- _WORK REQUEST_: In the listing below, a line holding "let streams = StreamLedger::new(Arc::clone(&mirror));" and a line holding "pub fn iter(&self)" mark the range. Retype both exactly, with all lines between them.

- _RECORDS FOR THIS TASK_:

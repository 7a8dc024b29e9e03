//! Ledger repositories — typed reads and guarded mutations over a
//! backend.
//!
//! A repository never caches writes as authoritative.  After every
//! successful mutation it re-fetches the canonical entity from the
//! backend and returns that, rather than hand-patching a local copy —
//! the copy a caller holds is advisory and goes stale the moment the
//! backend moves on.

use std::sync::Arc;

use tracing::info;

use crate::backend::{CampaignBackend, StreamProvider};
use crate::errors::{LedgerError, Result};
use crate::lifecycle::{check_action, CampaignAction};
use crate::types::{Campaign, CreateCampaignParams, CreateStreamParams, Pledge, Stream};

/// Campaign reads and guarded mutations, polymorphic over the backend.
pub struct LedgerRepository<B: CampaignBackend> {
    backend: Arc<B>,
}

impl<B: CampaignBackend> LedgerRepository<B> {
    pub fn new(backend: Arc<B>) -> Self {
        LedgerRepository { backend }
    }

    /// Register a new campaign.  Input shape is validated locally so a
    /// malformed create never reaches the backend.
    pub async fn create(&self, params: &CreateCampaignParams, creator: &str) -> Result<String> {
        params.validate()?;
        let id = self
            .backend
            .create_campaign(
                &params.title,
                &params.description,
                params.goal,
                params.duration_secs,
                creator,
            )
            .await?;
        info!("created campaign {id}");
        Ok(id)
    }

    pub async fn get(&self, id: &str) -> Result<Campaign> {
        Ok(self.backend.fetch_campaign(id).await?.into())
    }

    /// All campaigns.  Order is unspecified; callers must not depend on it.
    pub async fn list_all(&self) -> Result<Vec<Campaign>> {
        Ok(self
            .backend
            .fetch_all_campaigns()
            .await?
            .into_iter()
            .map(Campaign::from)
            .collect())
    }

    /// Campaigns created by `owner`.
    pub async fn list_by_owner(&self, owner: &str) -> Result<Vec<Campaign>> {
        Ok(self
            .list_all()
            .await?
            .into_iter()
            .filter(|c| c.creator == owner)
            .collect())
    }

    pub async fn pledges_by_backer(&self, backer: &str) -> Result<Vec<Pledge>> {
        self.backend.fetch_pledges_by_backer(backer).await
    }

    /// Run a mutating action through the lifecycle state machine, forward
    /// it to the backend, and return the re-fetched canonical entity.
    ///
    /// The guard runs against the freshest state the backend will give
    /// us; a rejection means nothing was forwarded and nothing changed.
    pub async fn apply_action(
        &self,
        id: &str,
        action: &CampaignAction,
        caller: &str,
    ) -> Result<Campaign> {
        let current = self.get(id).await?;
        check_action(&current, action, caller)?;

        let tx_ref = match action {
            CampaignAction::Pledge { amount } => self.backend.pledge(id, *amount, caller).await?,
            CampaignAction::End => self.backend.end_campaign(id, caller).await?,
            CampaignAction::Cancel => self.backend.cancel_campaign(id, caller).await?,
            CampaignAction::Withdraw => self.backend.withdraw_funds(id, caller).await?,
        };
        info!("{} applied to {id} ({tx_ref})", action.name());

        // Read-after-write: the backend copy is the only canonical one.
        self.get(id).await
    }
}

/// Stream reads and guarded mutations over a provider.
pub struct StreamLedger<P: StreamProvider> {
    provider: Arc<P>,
}

impl<P: StreamProvider> StreamLedger<P> {
    pub fn new(provider: Arc<P>) -> Self {
        StreamLedger { provider }
    }

    pub async fn create(&self, params: &CreateStreamParams, sender: &str) -> Result<String> {
        params.validate()?;
        let id = self.provider.create_stream(params, sender).await?;
        info!("created stream {id}");
        Ok(id)
    }

    pub async fn cancel(&self, stream_id: &str, sender: &str) -> Result<String> {
        let tx_ref = self.provider.cancel_stream(stream_id, sender).await?;
        info!("canceled stream {stream_id} ({tx_ref})");
        Ok(tx_ref)
    }

    pub async fn list_by_sender(&self, sender: &str) -> Result<Vec<Stream>> {
        Ok(self
            .provider
            .list_streams_by_sender(sender)
            .await?
            .into_iter()
            .map(Stream::from)
            .collect())
    }

    /// Re-fetch a single stream from the provider after a mutation.
    /// The provider's contract only exposes sender-scoped listing.
    pub async fn get(&self, stream_id: &str, sender: &str) -> Result<Stream> {
        self.list_by_sender(sender)
            .await?
            .into_iter()
            .find(|s| s.id == stream_id)
            .ok_or_else(|| LedgerError::NotFound(stream_id.to_string()))
    }
}

#[cfg(test)]
mod tests {
    use super::*;
    use crate::mirror::MirrorBackend;

    const CREATOR: &str = "8Kw7UrFz";
    const BACKER: &str = "5FHwkrdx";

    fn params() -> CreateCampaignParams {
        CreateCampaignParams {
            title: "Gallery".to_string(),
            description: "desc".to_string(),
            goal: 10,
            duration_secs: 100_000,
        }
    }

    async fn repo_with_campaign() -> (LedgerRepository<MirrorBackend>, String) {
        let mirror = Arc::new(MirrorBackend::new());
        mirror.set_now(1_000).await;
        let repo = LedgerRepository::new(mirror);
        let id = repo.create(&params(), CREATOR).await.unwrap();
        (repo, id)
    }

    #[tokio::test]
    async fn apply_action_returns_the_refetched_entity() {
        let (repo, id) = repo_with_campaign().await;
        let updated = repo
            .apply_action(&id, &CampaignAction::Pledge { amount: 3 }, BACKER)
            .await
            .unwrap();
        assert_eq!(updated.raised, 3);
        assert_eq!(updated.backers, 1);
        // And an independent read agrees.
        assert_eq!(repo.get(&id).await.unwrap().raised, 3);
    }

    #[tokio::test]
    async fn rejected_action_changes_nothing() {
        let (repo, id) = repo_with_campaign().await;
        let err = repo
            .apply_action(&id, &CampaignAction::Cancel, BACKER)
            .await
            .unwrap_err();
        assert!(matches!(err, LedgerError::Unauthorized));
        let campaign = repo.get(&id).await.unwrap();
        assert!(campaign.active);
        assert!(!campaign.canceled);
    }

    #[tokio::test]
    async fn malformed_create_never_reaches_the_backend() {
        let mirror = Arc::new(MirrorBackend::new());
        let repo = LedgerRepository::new(Arc::clone(&mirror));
        let mut bad = params();
        bad.goal = 0;
        assert!(matches!(
            repo.create(&bad, CREATOR).await,
            Err(LedgerError::InvalidInput)
        ));
        assert!(repo.list_all().await.unwrap().is_empty());
    }

    #[tokio::test]
    async fn list_by_owner_filters() {
        let (repo, _) = repo_with_campaign().await;
        assert_eq!(repo.list_by_owner(CREATOR).await.unwrap().len(), 1);
        assert!(repo.list_by_owner(BACKER).await.unwrap().is_empty());
    }

    #[tokio::test]
    async fn stream_ledger_round_trip() {
        let mirror = Arc::new(MirrorBackend::new());
        mirror.set_now(1_000).await;
        let streams = StreamLedger::new(Arc::clone(&mirror));
        let id = streams
            .create(
                &CreateStreamParams {
                    campaign_id: "campaign1".to_string(),
                    recipient: CREATOR.to_string(),
                    total_amount: 100,
                    start_time: 1_000,
                    end_time: 1_100,
                },
                BACKER,
            )
            .await
            .unwrap();

        mirror.set_now(1_040).await;
        streams.cancel(&id, BACKER).await.unwrap();
        let stream = streams.get(&id, BACKER).await.unwrap();
        assert_eq!(stream.canceled_at, Some(1_040));
    }
}
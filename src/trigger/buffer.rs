//! Fixed-capacity ring of the most recent keys

use crate::input::KeyId;

/// Bounded, insertion-ordered record of recent keys
///
/// Storage is allocated once; a full buffer overwrites its oldest slot.
#[derive(Debug, Clone)]
pub struct SequenceBuffer {
    slots: Vec<Option<KeyId>>,
    /// Next slot to write
    cursor: usize,
    len: usize,
}

impl SequenceBuffer {
    /// Create an empty buffer holding at most `capacity` keys
    ///
    /// A zero capacity is raised to one.
    pub fn with_capacity(capacity: usize) -> Self {
        Self {
            slots: vec![None; capacity.max(1)],
            cursor: 0,
            len: 0,
        }
    }

    pub fn capacity(&self) -> usize {
        self.slots.len()
    }

    pub fn len(&self) -> usize {
        self.len
    }

    pub fn is_empty(&self) -> bool {
        self.len == 0
    }

    /// Append a key, evicting the oldest one when full
    pub fn push(&mut self, key: KeyId) {
        self.slots[self.cursor] = Some(key);
        self.cursor = (self.cursor + 1) % self.capacity();
        if self.len < self.capacity() {
            self.len += 1;
        }
    }

    /// Current contents, oldest first
    pub fn snapshot(&self) -> Vec<KeyId> {
        self.iter().cloned().collect()
    }

    /// Empty the buffer without releasing storage
    pub fn clear(&mut self) {
        self.slots.iter_mut().for_each(|slot| *slot = None);
        self.cursor = 0;
        self.len = 0;
    }

    /// Iterate contents oldest first
    pub fn iter(&self) -> impl Iterator<Item = &KeyId> + '_ {
        let capacity = self.capacity();
        let start = (self.cursor + capacity - self.len) % capacity;
        (0..self.len).filter_map(move |offset| self.slots[(start + offset) % capacity].as_ref())
    }
}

- _YOUR RESPONSE_:
        let streams = StreamLedger::new(Arc::clone(&mirror));
        let id = streams
            .create(
                &CreateStreamParams {
                    campaign_id: "campaign1".to_string(),
                    recipient: CREATOR.to_string(),
                    total_amount: 100,
                    start_time: 1_000,
                    end_time: 1_100,
                },
                BACKER,
            )
            .await
            .unwrap();

        mirror.set_now(1_040).await;
        streams.cancel(&id, BACKER).await.unwrap();
        let stream = streams.get(&id, BACKER).await.unwrap();
        assert_eq!(stream.canceled_at, Some(1_040));
    }
}
filename src/trigger/buffer.rs
//! Fixed-capacity ring of the most recent keys

use crate::input::KeyId;

/// Bounded, insertion-ordered record of recent keys
///
/// Storage is allocated once; a full buffer overwrites its oldest slot.
#[derive(Debug, Clone)]
pub struct SequenceBuffer {
    slots: Vec<Option<KeyId>>,
    /// Next slot to write
    cursor: usize,
    len: usize,
}

impl SequenceBuffer {
    /// Create an empty buffer holding at most `capacity` keys
    ///
    /// A zero capacity is raised to one.
    pub fn with_capacity(capacity: usize) -> Self {
        Self {
            slots: vec![None; capacity.max(1)],
            cursor: 0,
            len: 0,
        }
    }

    pub fn capacity(&self) -> usize {
        self.slots.len()
    }

    pub fn len(&self) -> usize {
        self.len
    }

    pub fn is_empty(&self) -> bool {
        self.len == 0
    }

    /// Append a key, evicting the oldest one when full
    pub fn push(&mut self, key: KeyId) {
        self.slots[self.cursor] = Some(key);
        self.cursor = (self.cursor + 1) % self.capacity();
        if self.len < self.capacity() {
            self.len += 1;
        }
    }

    /// Current contents, oldest first
    pub fn snapshot(&self) -> Vec<KeyId> {
        self.iter().cloned().collect()
    }

    /// Empty the buffer without releasing storage
    pub fn clear(&mut self) {
        self.slots.iter_mut().for_each(|slot| *slot = None);
        self.cursor = 0;
        self.len = 0;
    }

    /// Iterate contents oldest first
    pub fn iter(&self) -> impl Iterator<Item = &KeyId> + '_ {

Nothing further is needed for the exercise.